As discussed in an earlier BLG Alert, the CCMR represents a response to the Reference re Securities Act in December 2011, where the Supreme Court of Canada indicated that “each level of government has jurisdiction over some aspects of the regulation of securities and each can work in collaboration with the other to carry out its responsibilities”.

THE PROPOSAL

The provincial and federal acts will be administered by a new regulator, the Capital Markets Regulatory Authority (the “Authority”) which will act in accordance with a single set of regulations. The Authority will be comprised of a Regulatory Division responsible for the policy, regulatory operations, advisory services and enforcement functions and an independent Tribunal which will adjudicate enforcement and administrative proceedings. Each participating jurisdiction will have a regulatory office that will continue to provide the services provided by securities regulators today.
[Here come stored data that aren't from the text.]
//! Pagewriter CLI application entry point
//!
//! Each invocation is one visit to the document view: the session is entered
//! (current and marked documents restored, document names indexed), a single
//! command is applied through the controller, and the session is left.
//!
//! # Usage
//!
//! ```bash
//! # Append to a document (or to the marked one when --title is omitted)
//! pagewriter submit "buy milk" --title todo
//!
//! # Show the current document / open another one
//! pagewriter
//! pagewriter show ideas
//!
//! # Fuzzy picker: open, mark, delete, or move a snippet
//! pagewriter pick open tod
//! pagewriter pick move ideas --snippet 3
//!
//! # Change or remove a snippet of the current document
//! pagewriter edit 3 "buy oat milk"
//! pagewriter rm 3
//!
//! # Write every document to the export directory
//! pagewriter export
//! ```
//!
//! # Configuration
//!
//! Configuration is stored in the user's config directory
//! (`~/.config/pagewriter/config.toml` on Linux) and created on first run.
//! `RUST_LOG` overrides the configured log filter.

use colored::Colorize;
use pagewriter::{
    PageError,
    backend::{Library, SledBackend},
    cli::{Cli, Commands, ConfigCommands},
    config::AppConfig,
    controller::Controller,
    db::Database,
    keybinds::Command,
    picker::PickerMode,
    settings::JsonFileSettings,
    synchronizer::ViewSynchronizer,
    ui::TerminalPresenter,
};
use tracing_subscriber::EnvFilter;

type Result<T> = std::result::Result<T, PageError>;

type CliController = Controller<SledBackend, JsonFileSettings, TerminalPresenter>;

/// Install the stderr subscriber; `RUST_LOG` wins over the configured filter
fn init_logging(default_filter: &str) {
    let filter = EnvFilter::try_from_default_env()
        .or_else(|_| EnvFilter::try_new(default_filter))
        .unwrap_or_else(|_| EnvFilter::new("warn"));

    tracing_subscriber::fmt()
        .with_env_filter(filter)
        .with_writer(std::io::stderr)
        .init();
}

/// Handle configuration subcommands
///
/// # Errors
/// Returns `PageError` if the configuration path cannot be determined.
fn handle_config_command(command: &ConfigCommands) -> Result<()> {
    match command {
        ConfigCommands::Path => {
            println!("{}", AppConfig::config_path()?.display());
        }
    }
    Ok(())
}

/// Select `id` in the current document or fail with a readable message
fn select_snippet(controller: &mut CliController, id: u64) -> Result<()> {
    if controller.select(id) {
        return Ok(());
    }
    let location = controller
        .session()
        .current_document()
        .map_or_else(|| "no document is open".to_string(), |doc| format!("not in '{doc}'"));
    Err(PageError::InvalidInput(format!("Snippet {id} is {location}")))
}

/// List document names, flagging the current (`>`) and marked (`*`) ones
fn print_documents(controller: &CliController, quiet: bool) {
    let session = controller.session();
    if session.known_documents().is_empty() && !quiet {
        println!("{}", "No documents".dimmed());
        return;
    }

    for name in session.known_documents() {
        let current = if session.current_document() == Some(name.as_str()) { ">" } else { " " };
        let marked = if session.marked_document() == Some(name.as_str()) { "*" } else { " " };
        if quiet {
            println!("{name}");
        } else {
            println!("{current}{marked} {}", name.cyan());
        }
    }
}

/// Effective chord for every command
fn print_keys(controller: &CliController) {
    let table = controller.resolver().effective();
    for command in Command::ALL {
        let chord = table.get(command.name()).unwrap_or("-");
        println!("{:<26} {:<12} {}", chord.yellow(), command.name(), command.description().dimmed());
    }
}

/// Run one command; returns whether the resulting view should be printed
///
/// # Errors
/// Returns `PageError::InvalidInput` for references to unknown documents or snippets.
async fn run(controller: &mut CliController, command: Commands, quiet: bool) -> Result<bool> {
    match command {
        Commands::Submit { text, title } => {
            controller.set_draft(title.unwrap_or_default(), text);
            controller.run_command(Command::SubmitSnippet).await;
            Ok(true)
        }
        Commands::Show { document } => {
            if let Some(name) = document {
                if !controller.open_document(&name).await {
                    return Err(PageError::InvalidInput(format!("Document '{name}' does not exist")));
                }
            }
            Ok(true)
        }
        Commands::Docs => {
            print_documents(controller, quiet);
            Ok(false)
        }
        Commands::Pick { mode, query, snippet } => {
            let mode = PickerMode::from(mode);
            if mode == PickerMode::MoveSnippet {
                let id = snippet.ok_or_else(|| {
                    PageError::InvalidInput("pick move needs --snippet <ID>".to_string())
                })?;
                select_snippet(controller, id)?;
            }

            controller.run_command(Command::opening(mode)).await;
            controller.handle_query_input(&query);
            controller.commit_picker().await;
            Ok(true)
        }
        Commands::Edit { id, text } => {
            select_snippet(controller, id)?;
            controller.set_edit_buffer(text);
            controller.run_command(Command::UpdateSelectedSnippet).await;
            Ok(true)
        }
        Commands::Remove { id } => {
            select_snippet(controller, id)?;
            controller.run_command(Command::DeleteSelectedSnippet).await;
            Ok(true)
        }
        Commands::Export => {
            if let Some(path) = controller.synchronizer_mut().export().await {
                if quiet {
                    println!("{}", path.display());
                }
            }
            Ok(false)
        }
        Commands::Keys => {
            print_keys(controller);
            Ok(false)
        }
        Commands::Config { .. } => Ok(false),
    }
}

#[tokio::main(flavor = "current_thread")]
async fn main() -> Result<()> {
    let cli = Cli::parse_args();
    let command = cli.get_command();

    if let Commands::Config { command } = &command {
        return handle_config_command(command);
    }

    let config = AppConfig::load()?;
    init_logging(&config.settings.log_filter);

    let db_path = match &cli.db {
        Some(path) => path.clone(),
        None => config.database_path()?,
    };
    tracing::debug!(db = %db_path.display(), "opening database");

    let backend = Library::new(Database::open(&db_path)?, config.export_path()?)
        .with_keybindings(config.keybindings.to_table());
    let settings = JsonFileSettings::open(JsonFileSettings::default_path()?)?;
    let presenter = TerminalPresenter::new().with_quiet(cli.quiet);

    let sync = ViewSynchronizer::new(backend, settings, presenter)
        .with_search(config.settings.threshold, config.settings.result_limit);
    let mut controller = Controller::start(sync).await;

    let outcome = run(&mut controller, command, cli.quiet).await;

    let mut sync = controller.finish();
    sync.backend().storage().flush()?;

    if outcome? {
        sync.presenter_mut().flush();
    }
    Ok(())
}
Supervisory oversight of the Authority will be provided by an independent board of directors comprised of a range of capital market experts from across the various regions of Canada. The board is in turn accountable to a Council of Ministers comprised of a Minister from each of the participating jurisdictions and the Minister of Finance of Canada.

The uniform Provincial Capital Markets Act, which will be enacted by each participating province and which will replace existing provincial securities legislation, purports to harmonize the approaches taken by the various signatory provinces. The complementary  federal Capital Markets Stability Act addresses those areas under federal jurisdiction, equipping the Authority with national data collection powers to monitor activity in capital markets and providing the Authority with the requisite tools to “manage systemic risk related to capital markets on a national basis”. The federal statute will also enact capital markets related offences currently included in the Canadian Criminal Code. Both the provincial and federal statutes empower the Authority to make regulations subject to the oversight of the Council of Ministers.
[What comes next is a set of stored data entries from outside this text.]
//! Keybinding tables.
//!
//! Two layers: the user override table (persisted in the settings store as
//! JSON under [`KEYBINDS_KEY`]) and the built-in defaults, which live here and
//! never change at runtime.

use super::actions::Command;
use serde::{Deserialize, Serialize};
use std::collections::BTreeMap;

/// Settings key holding the serialized override table.
pub const KEYBINDS_KEY: &str = "keybinds";

/// Command name to chord string.
#[derive(Debug, Clone, Default, PartialEq, Eq, Deserialize, Serialize)]
#[serde(transparent)]
pub struct KeybindTable {
    pub binds: BTreeMap<String, String>,
}

impl KeybindTable {
    #[must_use]
    pub fn new() -> Self {
        Self::default()
    }

    /// Get the chord string bound to a command name.
    #[must_use]
    pub fn get(&self, command: &str) -> Option<&str> {
        self.binds.get(command).map(String::as_str)
    }

    pub fn insert(&mut self, command: impl Into<String>, chord: impl Into<String>) {
        self.binds.insert(command.into(), chord.into());
    }

    #[must_use]
    pub fn contains(&self, command: &str) -> bool {
        self.binds.contains_key(command)
    }

    #[must_use]
    pub fn len(&self) -> usize {
        self.binds.len()
    }

    #[must_use]
    pub fn is_empty(&self) -> bool {
        self.binds.is_empty()
    }

    /// Serialize for the settings store.
    ///
    /// # Errors
    ///
    /// Returns a `serde_json::Error` if serialization fails.
    pub fn to_json(&self) -> Result<String, serde_json::Error> {
        serde_json::to_string(self)
    }

    /// Parse a table previously written by [`KeybindTable::to_json`].
    ///
    /// # Errors
    ///
    /// Returns a `serde_json::Error` if the JSON is not an object of strings.
    pub fn from_json(json: &str) -> Result<Self, serde_json::Error> {
        serde_json::from_str(json)
    }
}

impl FromIterator<(String, String)> for KeybindTable {
    fn from_iter<I: IntoIterator<Item = (String, String)>>(iter: I) -> Self {
        Self {
            binds: iter.into_iter().collect(),
        }
    }
}

/// Built-in chord for a command name; `None` for unknown commands.
#[must_use]
pub fn default_chord(command: &str) -> Option<&'static str> {
    let chord = match Command::from_name(command)? {
        // Compose
        Command::SubmitSnippet => "Control+Enter",
        Command::SwitchMenu => "Control+t",

        // Documents
        Command::CurrentDocumentPicker => "Control+e",
        Command::MarkedDocumentPicker => "Control+m",
        Command::DeleteDocumentPicker => "Control+Shift+d",
        Command::DeleteCurrentDocument => "Control+Shift+Backspace",

        // Snippets
        Command::MoveSelectedSnippet => "Control+Shift+m",
        Command::DeleteSelectedSnippet => "Control+Delete",
        Command::UpdateSelectedSnippet => "Control+s",

        // Picker
        Command::ClosePicker => "Escape",
    };
    Some(chord)
}

/// The full default table, for listing.
#[must_use]
pub fn default_keybinds() -> KeybindTable {
    Command::ALL
        .iter()
        .filter_map(|command| {
            default_chord(command.name()).map(|chord| (command.name().to_string(), chord.to_string()))
        })
        .collect()
}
While the proposed Provincial Capital Markets Act is largely consistent with existing provincial securities laws, it adopts a “platform approach” to capital markets regulation. This involves setting out the broad strokes of capital market law in the Provincial Capital Markets Act, while reserving the detailed requirements (including some of those currently set out in provincial securities law) for the regulations to be adopted by the Authority. This approach seeks to promote regulatory flexibility, better allowing the Authority to respond to new challenges. Draft initial regulations, which we expect to be consistent with the existing national instruments, are scheduled to be released by December 19, 2014.
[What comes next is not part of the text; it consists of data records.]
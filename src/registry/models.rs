//! Registry data carried to the presentation layer.

use super::pending::{PendingKey, PendingState};
use crate::backend::SnippetEntry;
use crate::db::SnippetId;
use crate::picker::PickerState;
use crate::ui::SnippetRenderer;
use std::collections::BTreeMap;

/// A snippet of the open document as the client holds it.
///
/// `raw_text` is authoritative; `rendered_view` is derived from it and only
/// ever regenerated, never edited.
#[derive(Debug, Clone, PartialEq, Eq)]
pub struct Snippet {
    pub id: SnippetId,
    pub raw_text: String,
    pub rendered_view: String,
}

impl Snippet {
    #[must_use]
    pub fn new(id: SnippetId, raw_text: impl Into<String>, renderer: &dyn SnippetRenderer) -> Self {
        let raw_text = raw_text.into();
        let rendered_view = renderer.render(&raw_text);
        Self {
            id,
            raw_text,
            rendered_view,
        }
    }

    #[must_use]
    pub fn from_entry(entry: SnippetEntry, renderer: &dyn SnippetRenderer) -> Self {
        Self::new(entry.id, entry.text, renderer)
    }

    /// Replace the raw text and re-derive the rendered view.
    pub fn set_text(&mut self, raw_text: impl Into<String>, renderer: &dyn SnippetRenderer) {
        self.raw_text = raw_text.into();
        self.rendered_view = renderer.render(&self.raw_text);
    }
}

/// Snapshot of everything a presenter draws.
#[derive(Debug, Clone, Default, PartialEq)]
pub struct RegistryView {
    /// Open document; `None` suppresses the snippet region
    pub current_document: Option<String>,
    /// Marked document label; `None` suppresses the label
    pub marked_document: Option<String>,
    pub snippets: Vec<Snippet>,
    pub selected: Option<SnippetId>,
    /// Live picker, if one is open
    pub picker: Option<PickerState>,
    /// Mutations whose backend acknowledgment is outstanding or failed
    pub pending: BTreeMap<PendingKey, PendingState>,
}

impl RegistryView {
    /// The selected snippet, if it is still in the view.
    #[must_use]
    pub fn selected_snippet(&self) -> Option<&Snippet> {
        let id = self.selected?;
        self.snippets.iter().find(|snippet| snippet.id == id)
    }
}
The proposals were accompanied by a backgrounder and commentary which provide a comprehensive overview of the CCMR and the new proposals. Comments on the proposals will be accepted until November 7, 2014.

CONCLUSION

The federal government and four provincial government signatories have developed the CCMR to address the perceived inefficiencies created by Canada’s current system of multiple securities agencies with a view to “foster more efficient and globally competitive capital markets” subject to common legislation and a single regulator. Although the signatories have again renewed their invitation for other provinces and territories to participate, it remains to be seen whether additional Canadian jurisdictions join the CCMR.